# How to complete this task:
Return each line of the entries that mentions the word "children".

=-=-=

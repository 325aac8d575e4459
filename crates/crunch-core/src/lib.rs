#![deny(missing_docs)]
#![doc = "Shared building blocks for the crunch CRDT benchmark tooling: errors, slugs and canonical serialization."]

pub mod errors;
pub mod hash;
pub mod serde;
pub mod slug;

pub use errors::{CrunchError, ErrorInfo};
pub use hash::{content_digest, stable_hash_string};
pub use serde::{from_json_slice, from_yaml_slice, to_canonical_json_bytes, to_pretty_json_bytes};
pub use slug::{order_file_name, slugify, slugify_filename};
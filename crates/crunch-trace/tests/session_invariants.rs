use std::collections::{BTreeSet, HashMap};

use crunch_trace::{assign_sessions, validate_order, Revision};
use proptest::prelude::*;

/// Builds an order where revision `i` depends on the listed earlier indices.
fn build(deps: &[Vec<usize>]) -> Vec<Revision> {
    deps.iter()
        .enumerate()
        .map(|(idx, parents)| {
            let mut revision = Revision::new("dev@example.com", format!("c{idx}"), format!("b{idx}"));
            revision.deps = parents.iter().map(|parent| format!("c{parent}")).collect();
            revision
        })
        .collect()
}

fn dag() -> impl Strategy<Value = Vec<Vec<usize>>> {
    (1usize..24).prop_flat_map(|len| {
        let per_node: Vec<BoxedStrategy<Vec<usize>>> = (0..len)
            .map(|idx| {
                if idx == 0 {
                    Just(Vec::new()).boxed()
                } else {
                    prop::collection::btree_set(0..idx, 1..=idx.min(2))
                        .prop_map(|set| set.into_iter().collect())
                        .boxed()
                }
            })
            .collect();
        per_node
    })
}

proptest! {
    #[test]
    fn every_revision_gets_an_id_within_range(deps in dag()) {
        let mut order = build(&deps);
        validate_order(&order).unwrap();
        let last = assign_sessions(&mut order);
        for revision in &order {
            let fid = revision.fid.expect("assigned");
            prop_assert!(fid >= 1 && fid <= last);
        }
    }

    #[test]
    fn fork_dependents_end_in_distinct_sessions(deps in dag()) {
        let mut order = build(&deps);
        assign_sessions(&mut order);
        let mut dependents: HashMap<usize, BTreeSet<usize>> = HashMap::new();
        for (idx, parents) in deps.iter().enumerate() {
            for &parent in parents {
                dependents.entry(parent).or_default().insert(idx);
            }
        }
        for children in dependents.values().filter(|children| children.len() > 1) {
            let fids: BTreeSet<u32> = children.iter().map(|&child| order[child].fid.unwrap()).collect();
            prop_assert_eq!(fids.len(), children.len());
        }
    }

    #[test]
    fn assignment_is_deterministic(deps in dag()) {
        let mut first = build(&deps);
        let mut second = build(&deps);
        prop_assert_eq!(assign_sessions(&mut first), assign_sessions(&mut second));
        prop_assert_eq!(first, second);
    }

    #[test]
    fn chains_stay_in_one_session(len in 1usize..64) {
        let deps: Vec<Vec<usize>> = (0..len).map(|idx| if idx == 0 { vec![] } else { vec![idx - 1] }).collect();
        let mut order = build(&deps);
        prop_assert_eq!(assign_sessions(&mut order), 1);
        prop_assert!(order.iter().all(|revision| revision.fid == Some(1)));
    }
}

=-=-=

# Solution for this task:
        for children in dependents.values().filter(|children| children.len() > 1) {
            let fids: BTreeSet<u32> = children.iter().map(|&child| order[child].fid.unwrap()).collect();
            prop_assert_eq!(fids.len(), children.len());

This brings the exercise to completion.